Le talon d'Achille des juifs – un extrême de respect de la vie et des droits de l'homme - a été exploité par les arabes dès le lendemain de la déclaration d'indépendance de l'Etat d'Israël
Etant moi-même d'origine arabe, je connais par cœur ce stéréotype que les arabes ont développé sur l'Occident et Israël : ils sont faibles parce qu'ils se soucient de la vie de leurs citoyens et se font un devoir de respecter les droits fondamentaux de leurs ennemis. On attribue à Golda Meir la phrase suivante : « On peut pardonner aux arabes de tuer nos enfants, mais on ne peut leur pardonner de nous obliger à tuer les leurs ».
Jusqu'à aujourd'hui, Israël s'est conformé au stéréotype arabe – au point de « cogner au plafond » des immeubles de Gaza que le Hamas utilise à des fins militaires pour demander aux habitants de quitter les lieux avant une frappe de missile -, mais mes conversations avec les sionistes montrent qu'un changement d'attitude est sur le point de se produire. Les Juifs respectent toujours autant la vie, mais leur détermination à minimiser les pertes ennemies et à respecter les droits fondamentaux de leur adversaire paraissent sur le point de s'amenuiser. Les Palestiniens pourraient bien commencer à devoir payer le prix de leurs tactiques.

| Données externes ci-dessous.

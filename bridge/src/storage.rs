//! 对局存储
//!
//! 包含:
//! - SQLite 对局库（每局一行，逐步记录走法，悔棋删除最后一步）
//! - PGN 生成
//! - FEN 日志（每步后写入，启动时读取以恢复局面）

use std::path::{Path, PathBuf};
use std::str::FromStr;

use anyhow::{Context, Result};
use chrono::Utc;
use sqlx::sqlite::{SqliteConnectOptions, SqlitePool, SqlitePoolOptions};
use sqlx::Row;
use tracing::{debug, info, warn};

use crate::position::STARTING_FEN;

const SCHEMA: &[&str] = &[
    "CREATE TABLE IF NOT EXISTS games (
        id INTEGER PRIMARY KEY AUTOINCREMENT,
        started_at TEXT NOT NULL,
        ended_at TEXT,
        white TEXT NOT NULL,
        black TEXT NOT NULL,
        result TEXT,
        termination TEXT,
        pgn TEXT,
        initial_fen TEXT NOT NULL
    );",
    "CREATE TABLE IF NOT EXISTS game_moves (
        id INTEGER PRIMARY KEY AUTOINCREMENT,
        game_id INTEGER NOT NULL REFERENCES games(id),
        ply INTEGER NOT NULL,
        uci TEXT NOT NULL,
        fen TEXT NOT NULL
    );",
];

/// 已存储的走法
#[derive(Clone, Debug, PartialEq, Eq)]
pub struct StoredMove {
    pub ply: i64,
    pub uci: String,
    pub fen: String,
}

/// 已存储的对局
#[derive(Clone, Debug, PartialEq, Eq)]
pub struct StoredGame {
    pub id: i64,
    pub white: String,
    pub black: String,
    pub result: Option<String>,
    pub termination: Option<String>,
    pub pgn: Option<String>,
    pub initial_fen: String,
}

/// 对局库
#[derive(Clone)]
pub struct GameStore {
    pool: SqlitePool,
}

impl GameStore {
    /// 打开（必要时创建）数据库文件
    pub async fn open(path: &Path) -> Result<Self> {
        if let Some(dir) = path.parent() {
            tokio::fs::create_dir_all(dir)
                .await
                .with_context(|| format!("无法创建目录 {}", dir.display()))?;
        }
        let options = SqliteConnectOptions::new()
            .filename(path)
            .create_if_missing(true);
        let pool = SqlitePoolOptions::new()
            .max_connections(2)
            .connect_with(options)
            .await
            .with_context(|| format!("无法打开数据库 {}", path.display()))?;
        let store = Self { pool };
        store.init().await?;
        info!("对局库: {}", path.display());
        Ok(store)
    }

    /// 内存数据库
    pub async fn in_memory() -> Result<Self> {
        let options = SqliteConnectOptions::from_str("sqlite::memory:")?;
        let pool = SqlitePoolOptions::new()
            .max_connections(1)
            .connect_with(options)
            .await
            .context("无法创建内存数据库")?;
        let store = Self { pool };
        store.init().await?;
        Ok(store)
    }

    async fn init(&self) -> Result<()> {
        for statement in SCHEMA {
            sqlx::query(statement)
                .execute(&self.pool)
                .await
                .context("无法初始化数据库结构")?;
        }
        Ok(())
    }

    /// 新对局，返回对局 id
    pub async fn start_game(&self, white: &str, black: &str, initial_fen: &str) -> Result<i64> {
        let id = sqlx::query(
            "INSERT INTO games (started_at, white, black, initial_fen) VALUES ($1, $2, $3, $4)",
        )
        .bind(Utc::now().to_rfc3339())
        .bind(white)
        .bind(black)
        .bind(initial_fen)
        .execute(&self.pool)
        .await
        .context("无法创建对局记录")?
        .last_insert_rowid();
        debug!("对局记录 {}: {} vs {}", id, white, black);
        Ok(id)
    }

    pub async fn record_move(&self, game_id: i64, ply: i64, uci: &str, fen: &str) -> Result<()> {
        sqlx::query("INSERT INTO game_moves (game_id, ply, uci, fen) VALUES ($1, $2, $3, $4)")
            .bind(game_id)
            .bind(ply)
            .bind(uci)
            .bind(fen)
            .execute(&self.pool)
            .await
            .context("无法记录走法")?;
        Ok(())
    }

    /// 删除最后一步；没有走法时返回 false
    pub async fn takeback(&self, game_id: i64) -> Result<bool> {
        let deleted = sqlx::query(
            "DELETE FROM game_moves WHERE id = (
                SELECT id FROM game_moves WHERE game_id = $1 ORDER BY ply DESC, id DESC LIMIT 1
            )",
        )
        .bind(game_id)
        .execute(&self.pool)
        .await
        .context("无法删除走法")?
        .rows_affected();
        Ok(deleted > 0)
    }

    pub async fn finish_game(
        &self,
        game_id: i64,
        result: &str,
        termination: &str,
        pgn: &str,
    ) -> Result<()> {
        sqlx::query(
            "UPDATE games SET ended_at = $1, result = $2, termination = $3, pgn = $4 WHERE id = $5",
        )
        .bind(Utc::now().to_rfc3339())
        .bind(result)
        .bind(termination)
        .bind(pgn)
        .bind(game_id)
        .execute(&self.pool)
        .await
        .context("无法更新对局结果")?;
        info!("对局 {} 结束: {} ({})", game_id, result, termination);
        Ok(())
    }

    pub async fn moves(&self, game_id: i64) -> Result<Vec<StoredMove>> {
        let rows = sqlx::query("SELECT ply, uci, fen FROM game_moves WHERE game_id = $1 ORDER BY ply, id")
            .bind(game_id)
            .fetch_all(&self.pool)
            .await
            .context("无法读取走法")?;
        rows.iter()
            .map(|row| {
                Ok(StoredMove {
                    ply: row.try_get("ply")?,
                    uci: row.try_get("uci")?,
                    fen: row.try_get("fen")?,
                })
            })
            .collect()
    }

    pub async fn game(&self, game_id: i64) -> Result<Option<StoredGame>> {
        let row = sqlx::query(
            "SELECT id, white, black, result, termination, pgn, initial_fen FROM games WHERE id = $1",
        )
        .bind(game_id)
        .fetch_optional(&self.pool)
        .await
        .context("无法读取对局")?;
        let Some(row) = row else {
            return Ok(None);
        };
        Ok(Some(StoredGame {
            id: row.try_get("id")?,
            white: row.try_get("white")?,
            black: row.try_get("black")?,
            result: row.try_get("result")?,
            termination: row.try_get("termination")?,
            pgn: row.try_get("pgn")?,
            initial_fen: row.try_get("initial_fen")?,
        }))
    }
}

// ============================================================================
// PGN
// ============================================================================

/// PGN 标签与着法
pub struct PgnInfo<'a> {
    pub white: &'a str,
    pub black: &'a str,
    pub initial_fen: &'a str,
    pub result: &'a str,
    pub termination: Option<&'a str>,
    /// 基础时间（秒）与加秒
    pub time_control: Option<(u32, u32)>,
}

/// 生成 PGN；`sans` 为 SAN 着法序列
pub fn build_pgn(info: &PgnInfo<'_>, sans: &[String]) -> String {
    let mut out = String::new();
    let date = Utc::now().format("%Y.%m.%d");
    for (tag, value) in [
        ("Event", "Centaur game".to_string()),
        ("Site", "DGT Centaur".to_string()),
        ("Date", date.to_string()),
        ("White", info.white.to_string()),
        ("Black", info.black.to_string()),
        ("Result", info.result.to_string()),
    ] {
        out.push_str(&format!("[{tag} \"{value}\"]\n"));
    }
    if let Some(termination) = info.termination {
        out.push_str(&format!("[Termination \"{termination}\"]\n"));
    }
    if let Some((limit, increment)) = info.time_control {
        out.push_str(&format!("[TimeControl \"{limit}+{increment}\"]\n"));
    }
    if info.initial_fen != STARTING_FEN {
        out.push_str("[SetUp \"1\"]\n");
        out.push_str(&format!("[FEN \"{}\"]\n", info.initial_fen));
    }
    out.push('\n');

    let mut fields = info.initial_fen.split_whitespace().skip(1);
    let mut black_to_move = fields.next() == Some("b");
    let mut number: u32 = fields
        .nth(3)
        .and_then(|n| n.parse().ok())
        .unwrap_or(1);

    let mut tokens = Vec::with_capacity(sans.len() + sans.len() / 2 + 1);
    for (i, san) in sans.iter().enumerate() {
        if !black_to_move {
            tokens.push(format!("{number}."));
        } else if i == 0 {
            tokens.push(format!("{number}..."));
        }
        tokens.push(san.clone());
        if black_to_move {
            number += 1;
        }
        black_to_move = !black_to_move;
    }
    tokens.push(info.result.to_string());
    out.push_str(&tokens.join(" "));
    out.push('\n');
    out
}

// ============================================================================
// FEN 日志
// ============================================================================

/// 当前局面的单行 FEN 文件
#[derive(Clone, Debug)]
pub struct FenLog {
    path: PathBuf,
}

impl FenLog {
    pub fn new(path: impl Into<PathBuf>) -> Self {
        Self { path: path.into() }
    }

    pub fn path(&self) -> &Path {
        &self.path
    }

    pub async fn write(&self, fen: &str) -> Result<()> {
        if let Some(dir) = self.path.parent() {
            tokio::fs::create_dir_all(dir).await.ok();
        }
        tokio::fs::write(&self.path, format!("{fen}\n"))
            .await
            .with_context(|| format!("无法写入 FEN 日志 {}", self.path.display()))
    }

    /// 读取上次保存的局面；文件不存在或为空时返回 `None`
    pub async fn read(&self) -> Option<String> {
        match tokio::fs::read_to_string(&self.path).await {
            Ok(text) => {
                let fen = text.trim();
                (!fen.is_empty()).then(|| fen.to_string())
            }
            Err(e) => {
                if e.kind() != std::io::ErrorKind::NotFound {
                    warn!("无法读取 FEN 日志: {}", e);
                }
                None
            }
        }
    }
}

#[cfg(test)]
mod tests {
    use super::*;
    use tempfile::TempDir;

    #[tokio::test]
    async fn test_game_lifecycle() {
        let store = GameStore::in_memory().await.unwrap();
        let id = store.start_game("Alice", "Stockfish", STARTING_FEN).await.unwrap();
        store.record_move(id, 1, "e2e4", "fen1").await.unwrap();
        store.record_move(id, 2, "e7e5", "fen2").await.unwrap();
        assert_eq!(store.moves(id).await.unwrap().len(), 2);

        assert!(store.takeback(id).await.unwrap());
        let moves = store.moves(id).await.unwrap();
        assert_eq!(
            moves,
            vec![StoredMove {
                ply: 1,
                uci: "e2e4".into(),
                fen: "fen1".into()
            }]
        );

        store.finish_game(id, "1-0", "resign", "1. e4 1-0").await.unwrap();
        let game = store.game(id).await.unwrap().unwrap();
        assert_eq!(game.white, "Alice");
        assert_eq!(game.result.as_deref(), Some("1-0"));
        assert_eq!(game.termination.as_deref(), Some("resign"));
        assert!(store.game(id + 1).await.unwrap().is_none());
    }

    #[tokio::test]
    async fn test_takeback_without_moves() {
        let store = GameStore::in_memory().await.unwrap();
        let id = store.start_game("a", "b", STARTING_FEN).await.unwrap();
        assert!(!store.takeback(id).await.unwrap());
    }

    #[tokio::test]
    async fn test_open_file_database() {
        let dir = TempDir::new().unwrap();
        let path = dir.path().join("db").join("games.db");
        let store = GameStore::open(&path).await.unwrap();
        let id = store.start_game("a", "b", STARTING_FEN).await.unwrap();
        assert_eq!(id, 1);
        assert!(path.exists());
    }

    #[test]
    fn test_pgn_numbering() {
        let info = PgnInfo {
            white: "Alice",
            black: "Bob",
            initial_fen: STARTING_FEN,
            result: "*",
            termination: None,
            time_control: None,
        };
        let pgn = build_pgn(&info, &["e4".into(), "e5".into(), "Nf3".into()]);
        assert!(pgn.contains("[White \"Alice\"]"));
        assert!(!pgn.contains("[FEN"));
        assert!(pgn.ends_with("1. e4 e5 2. Nf3 *\n"));
    }

    #[test]
    fn test_pgn_from_black_to_move() {
        let fen = "rnbqkbnr/pppppppp/8/8/4P3/8/PPPP1PPP/RNBQKBNR b KQkq - 0 1";
        let info = PgnInfo {
            white: "a",
            black: "b",
            initial_fen: fen,
            result: "0-1",
            termination: Some("checkmate"),
            time_control: Some((300, 3)),
        };
        let pgn = build_pgn(&info, &["e5".into(), "Nf3".into()]);
        assert!(pgn.contains("[SetUp \"1\"]"));
        assert!(pgn.contains("[Termination \"checkmate\"]"));
        assert!(pgn.contains("[TimeControl \"300+3\"]"));
        assert!(pgn.ends_with("1... e5 2. Nf3 0-1\n"));
    }

    #[tokio::test]
    async fn test_fen_log_roundtrip() {
        let dir = TempDir::new().unwrap();
        let log = FenLog::new(dir.path().join("fen.log"));
        assert_eq!(log.read().await, None);
        log.write(STARTING_FEN).await.unwrap();
        assert_eq!(log.read().await.as_deref(), Some(STARTING_FEN));
    }
}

Pendant la guerre d'Indépendance, le camp arabe a fait en sorte que pas un juif ne demeure de son côté de la ligne d'armistice de 1949. En revanche, un nombre élevé d'arabes a été autorisé à demeurer en Israël. Aujourd'hui, ces mêmes arabes représentent 20% de la population israélienne.
Le respect d'Israël pour les droits fondamentaux de ses citoyens arabes a été retourné contre Israël par les arabes. L'idée qu'un juif puisse avoir droit de cité sur un territoire arabe a été constamment diabolisée et toute « normalisation » avec les juifs a fait l'objet d'une dénonciation vigoureuse.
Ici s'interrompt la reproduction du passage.